The entries below should be transcribed exactly, every one of them.

----

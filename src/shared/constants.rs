// =============================================================================
// TABLES
// =============================================================================

/// Uploaded plant images and their moderation metadata
pub const TABLE_IMAGES: &str = "imagenes";

/// Newsletter subscribers
pub const TABLE_SUBSCRIBERS: &str = "suscriptores";

/// Administrator accounts
pub const TABLE_ADMINS: &str = "usuarios_administradores";

// =============================================================================
// STORAGE
// =============================================================================

/// Folder inside the bucket where uploaded images live
pub const PUBLIC_FOLDER: &str = "public";

/// Content types accepted for plant images
pub const ALLOWED_IMAGE_TYPES: &[&str] = &["image/jpeg", "image/png", "image/webp"];

/// Extension used when the uploaded filename has none
pub const DEFAULT_IMAGE_EXTENSION: &str = "jpg";

pub fn is_image_type_allowed(content_type: &str) -> bool {
    ALLOWED_IMAGE_TYPES.contains(&content_type)
}

pub fn unsupported_image_type_message() -> String {
    format!(
        "Tipo de archivo no soportado. Use: {}",
        ALLOWED_IMAGE_TYPES.join(", ")
    )
}

// =============================================================================
// AUTH
// =============================================================================

/// Token lifetime used when the caller does not pick one
pub const DEFAULT_TOKEN_EXPIRE_MINUTES: i64 = 15;

#[cfg(test)]
mod tests {
    use super::*;

    #[test]
    fn test_allowed_image_types() {
        assert!(is_image_type_allowed("image/jpeg"));
        assert!(is_image_type_allowed("image/png"));
        assert!(is_image_type_allowed("image/webp"));
        assert!(!is_image_type_allowed("image/gif"));
        assert!(!is_image_type_allowed("application/pdf"));
        assert!(!is_image_type_allowed("IMAGE/PNG"));
    }
}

----

## Exercise output
filename src/shared/constants.rs
// =============================================================================
// TABLES
// =============================================================================

/// Uploaded plant images and their moderation metadata
pub const TABLE_IMAGES: &str = "imagenes";

/// Newsletter subscribers
pub const TABLE_SUBSCRIBERS: &str = "suscriptores";

/// Administrator accounts
pub const TABLE_ADMINS: &str = "usuarios_administradores";

// =============================================================================
// STORAGE
// =============================================================================

/// Folder inside the bucket where uploaded images live
pub const PUBLIC_FOLDER: &str = "public";

/// Content types accepted for plant images
pub const ALLOWED_IMAGE_TYPES: &[&str] = &["image/jpeg", "image/png", "image/webp"];

/// Extension used when the uploaded filename has none
pub const DEFAULT_IMAGE_EXTENSION: &str = "jpg";

pub fn is_image_type_allowed(content_type: &str) -> bool {
    ALLOWED_IMAGE_TYPES.contains(&content_type)
}

pub fn unsupported_image_type_message() -> String {
    format!(
        "Tipo de archivo no soportado. Use: {}",
        ALLOWED_IMAGE_TYPES.join(", ")
    )
}

// =============================================================================
// AUTH
// =============================================================================

/// Token lifetime used when the caller does not pick one
pub const DEFAULT_TOKEN_EXPIRE_MINUTES: i64 = 15;

#[cfg(test)]
mod tests {
    use super::*;

    #[test]
    fn test_allowed_image_types() {
        assert!(is_image_type_allowed("image/jpeg"));
        assert!(is_image_type_allowed("image/png"));
        assert!(is_image_type_allowed("image/webp"));
        assert!(!is_image_type_allowed("image/gif"));
        assert!(!is_image_type_allowed("application/pdf"));
        assert!(!is_image_type_allowed("IMAGE/PNG"));
    }
}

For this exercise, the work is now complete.